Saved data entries

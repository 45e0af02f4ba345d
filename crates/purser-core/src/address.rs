//! Chain-aware address validation
//!
//! Validation is chain-first, then network: an address is checked against
//! the selected chain's own syntax and version rules before any network
//! distinction, so a test-network address of one chain can never pass as a
//! different chain that happens to share a prefix byte.

use std::fmt;

use purser_params::{ChainParams, Currency, NetworkType};
use sha3::{Digest, Keccak256};

use crate::{Error, Result};

/// A validated, canonical chain address
#[derive(Debug, Clone, PartialEq, Eq, Hash)]
pub struct Address {
    currency: Currency,
    value: String,
}

impl Address {
    fn new(currency: Currency, value: String) -> Self {
        Self { currency, value }
    }

    /// Currency this address validated against
    pub fn currency(&self) -> Currency {
        self.currency
    }

    /// Canonical string form
    pub fn as_str(&self) -> &str {
        &self.value
    }

    /// Consume into the canonical string
    pub fn into_string(self) -> String {
        self.value
    }

    /// Build an address without validation (tests only)
    #[cfg(any(test, feature = "test-helpers"))]
    pub fn unchecked(currency: Currency, value: &str) -> Self {
        Self::new(currency, value.to_string())
    }
}

impl fmt::Display for Address {
    fn fmt(&self, f: &mut fmt::Formatter<'_>) -> fmt::Result {
        f.write_str(&self.value)
    }
}

/// Validates addresses for every supported chain on one network
#[derive(Debug, Clone, Copy)]
pub struct AddressValidator {
    network: NetworkType,
}

impl AddressValidator {
    /// Create a validator for the given network
    pub const fn new(network: NetworkType) -> Self {
        Self { network }
    }

    /// Network this validator checks against
    pub const fn network(&self) -> NetworkType {
        self.network
    }

    /// Validate an address for a currency, returning its canonical form.
    ///
    /// Canonical means the legacy Base58 form for Bitcoin Cash (the form
    /// the node RPC understands) and the input as given everywhere else.
    pub fn validate(&self, currency: Currency, address: &str) -> Result<Address> {
        match currency {
            Currency::Btc | Currency::Ltc => self.validate_base58_or_segwit(currency, address),
            Currency::Bch => self.validate_cash(currency, address),
            Currency::Eth | Currency::Dai => validate_account_address(currency, address),
        }
    }

    /// Validation as an option, for surfaces that report invalid as absent
    pub fn validate_opt(&self, currency: Currency, address: &str) -> Option<Address> {
        self.validate(currency, address).ok()
    }

    fn validate_base58_or_segwit(&self, currency: Currency, address: &str) -> Result<Address> {
        let params = ChainParams::for_currency(currency, self.network);

        if let Some(hrp) = params.bech32_hrp {
            let lowered = address.to_ascii_lowercase();
            if lowered.starts_with(hrp) && lowered.as_bytes().get(hrp.len()) == Some(&b'1') {
                match decode_segwit(address, hrp) {
                    Ok(()) => return Ok(Address::new(currency, address.to_string())),
                    Err(err) => {
                        // A legacy address can share the prefix shape, so give
                        // Base58 a chance before rejecting.
                        if decode_base58(address, &params).is_ok() {
                            return Ok(Address::new(currency, address.to_string()));
                        }
                        return Err(err);
                    }
                }
            }
        }

        decode_base58(address, &params)?;
        Ok(Address::new(currency, address.to_string()))
    }

    fn validate_cash(&self, currency: Currency, address: &str) -> Result<Address> {
        let params = ChainParams::for_currency(currency, self.network);

        // Legacy Base58 is the wire format the node understands; CashAddr
        // input is canonicalized down to it.
        if decode_base58(address, &params).is_ok() {
            return Ok(Address::new(currency, address.to_string()));
        }

        let hrp = params
            .cashaddr_hrp
            .ok_or_else(|| Error::InvalidAddress("CashAddr not supported here".to_string()))?;
        let (kind, hash) = cashaddr::decode(address, hrp)?;
        let version = match kind {
            cashaddr::CashAddrType::P2pkh => params.p2pkh_prefix,
            cashaddr::CashAddrType::P2sh => params.p2sh_prefix,
        }
        .ok_or_else(|| Error::InvalidAddress("No legacy form for this address type".to_string()))?;

        let legacy = bs58::encode(&hash).with_check_version(version).into_string();
        Ok(Address::new(currency, legacy))
    }
}

fn decode_segwit(address: &str, expected_hrp: &str) -> Result<()> {
    let (hrp, version, program) = bech32::segwit::decode(address)
        .map_err(|e| Error::InvalidAddress(format!("Bad bech32 address: {}", e)))?;

    if !hrp.as_str().eq_ignore_ascii_case(expected_hrp) {
        return Err(Error::InvalidAddress(format!(
            "Prefix {} does not belong to this chain and network",
            hrp
        )));
    }
    if version.to_u8() != 0 {
        return Err(Error::InvalidAddress(format!(
            "Unsupported witness version {}",
            version.to_u8()
        )));
    }
    if program.len() != 20 && program.len() != 32 {
        return Err(Error::InvalidAddress(format!(
            "Bad witness program length {}",
            program.len()
        )));
    }
    Ok(())
}

fn decode_base58(address: &str, params: &ChainParams) -> Result<(u8, Vec<u8>)> {
    let decoded = bs58::decode(address)
        .with_check(None)
        .into_vec()
        .map_err(|e| Error::InvalidAddress(format!("Bad Base58 address: {}", e)))?;

    if decoded.len() != 21 {
        return Err(Error::InvalidAddress(format!(
            "Unexpected payload length {}",
            decoded.len()
        )));
    }

    let version = decoded[0];
    if !params.accepts_base58_version(version) {
        return Err(Error::InvalidAddress(format!(
            "Version byte {:#04x} does not belong to {} {}",
            version,
            params.name,
            params.network.name()
        )));
    }

    Ok((version, decoded[1..].to_vec()))
}

fn validate_account_address(currency: Currency, address: &str) -> Result<Address> {
    let hex_part = address
        .strip_prefix("0x")
        .ok_or_else(|| Error::InvalidAddress("Missing 0x prefix".to_string()))?;

    if hex_part.len() != 40 || !hex_part.bytes().all(|b| b.is_ascii_hexdigit()) {
        return Err(Error::InvalidAddress(
            "Expected 40 hex characters after 0x".to_string(),
        ));
    }

    let has_upper = hex_part.bytes().any(|b| b.is_ascii_uppercase());
    let has_lower = hex_part.bytes().any(|b| b.is_ascii_lowercase());
    if has_upper && has_lower {
        verify_checksum_casing(hex_part)?;
    }

    Ok(Address::new(currency, address.to_string()))
}

/// Mixed-case account addresses must match the Keccak checksum casing.
fn verify_checksum_casing(hex_part: &str) -> Result<()> {
    let lower = hex_part.to_ascii_lowercase();
    let hash = Keccak256::digest(lower.as_bytes());

    for (i, c) in hex_part.chars().enumerate() {
        if !c.is_ascii_alphabetic() {
            continue;
        }
        let nibble = if i % 2 == 0 {
            hash[i / 2] >> 4
        } else {
            hash[i / 2] & 0x0f
        };
        if (nibble >= 8) != c.is_ascii_uppercase() {
            return Err(Error::InvalidAddress(
                "Checksum casing mismatch".to_string(),
            ));
        }
    }
    Ok(())
}

mod cashaddr {
    //! Narrow CashAddr decoder: enough to accept and canonicalize payment
    //! addresses, nothing more.

    use crate::{Error, Result};

    const CHARSET: &[u8; 32] = b"qpzry9x8gf2tvdw0s3jn54khce6mua7l";

    /// Address kinds a CashAddr can carry
    #[derive(Debug, Clone, Copy, PartialEq, Eq)]
    pub(super) enum CashAddrType {
        /// Pay to pubkey hash
        P2pkh,
        /// Pay to script hash
        P2sh,
    }

    pub(super) fn decode(address: &str, expected_prefix: &str) -> Result<(CashAddrType, Vec<u8>)> {
        let has_upper = address.bytes().any(|b| b.is_ascii_uppercase());
        let has_lower = address.bytes().any(|b| b.is_ascii_lowercase());
        if has_upper && has_lower {
            return Err(Error::InvalidAddress(
                "Mixed-case CashAddr".to_string(),
            ));
        }
        let lowered = address.to_ascii_lowercase();

        let (prefix, payload) = match lowered.split_once(':') {
            Some((p, rest)) => (p, rest),
            None => (expected_prefix, lowered.as_str()),
        };
        if prefix != expected_prefix {
            return Err(Error::InvalidAddress(format!(
                "Prefix {} does not belong to this network",
                prefix
            )));
        }

        let mut values = Vec::with_capacity(payload.len());
        for b in payload.bytes() {
            let v = CHARSET
                .iter()
                .position(|&c| c == b)
                .ok_or_else(|| Error::InvalidAddress("Bad CashAddr character".to_string()))?;
            values.push(v as u8);
        }
        if values.len() < 9 {
            return Err(Error::InvalidAddress("CashAddr too short".to_string()));
        }

        let mut checked: Vec<u8> = prefix.bytes().map(|b| b & 0x1f).collect();
        checked.push(0);
        checked.extend_from_slice(&values);
        if polymod(&checked) != 0 {
            return Err(Error::InvalidAddress("Bad CashAddr checksum".to_string()));
        }

        let data = &values[..values.len() - 8];
        let bytes = convert_bits(data, 5, 8, false)
            .ok_or_else(|| Error::InvalidAddress("Bad CashAddr padding".to_string()))?;
        if bytes.is_empty() {
            return Err(Error::InvalidAddress("Empty CashAddr payload".to_string()));
        }

        let version = bytes[0];
        let kind = match (version >> 3) & 0x0f {
            0 => CashAddrType::P2pkh,
            1 => CashAddrType::P2sh,
            other => {
                return Err(Error::InvalidAddress(format!(
                    "Unsupported CashAddr type {}",
                    other
                )))
            }
        };
        // Size code 0 means a 160-bit hash; longer hashes never occur in
        // payment addresses.
        if version & 0x07 != 0 || bytes.len() != 21 {
            return Err(Error::InvalidAddress(
                "Unsupported CashAddr hash size".to_string(),
            ));
        }

        Ok((kind, bytes[1..].to_vec()))
    }

    fn polymod(values: &[u8]) -> u64 {
        let mut c: u64 = 1;
        for &d in values {
            let c0 = (c >> 35) as u8;
            c = ((c & 0x0007_ffff_ffff) << 5) ^ u64::from(d);
            if c0 & 0x01 != 0 {
                c ^= 0x98_f2bc_8e61;
            }
            if c0 & 0x02 != 0 {
                c ^= 0x79_b76d_99e2;
            }
            if c0 & 0x04 != 0 {
                c ^= 0xf3_3e5f_b3c4;
            }
            if c0 & 0x08 != 0 {
                c ^= 0xae_2eab_e2a8;
            }
            if c0 & 0x10 != 0 {
                c ^= 0x1e_4f43_e470;
            }
        }
        c ^ 1
    }

    fn convert_bits(data: &[u8], from: u32, to: u32, pad: bool) -> Option<Vec<u8>> {
        let mut acc: u32 = 0;
        let mut bits: u32 = 0;
        let mut out = Vec::new();
        let max: u32 = (1 << to) - 1;

        for &value in data {
            if u32::from(value) >> from != 0 {
                return None;
            }
            acc = (acc << from) | u32::from(value);
            bits += from;
            while bits >= to {
                bits -= to;
                out.push(((acc >> bits) & max) as u8);
            }
        }

        if pad {
            if bits > 0 {
                out.push(((acc << (to - bits)) & max) as u8);
            }
        } else if bits >= from || (acc << (to - bits)) & max != 0 {
            return None;
        }

        Some(out)
    }
}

EXERCISE AIM
Within the records above, find every line containing "lowered" and report only how many there are.

ANSWER TO THIS EXERCISE
5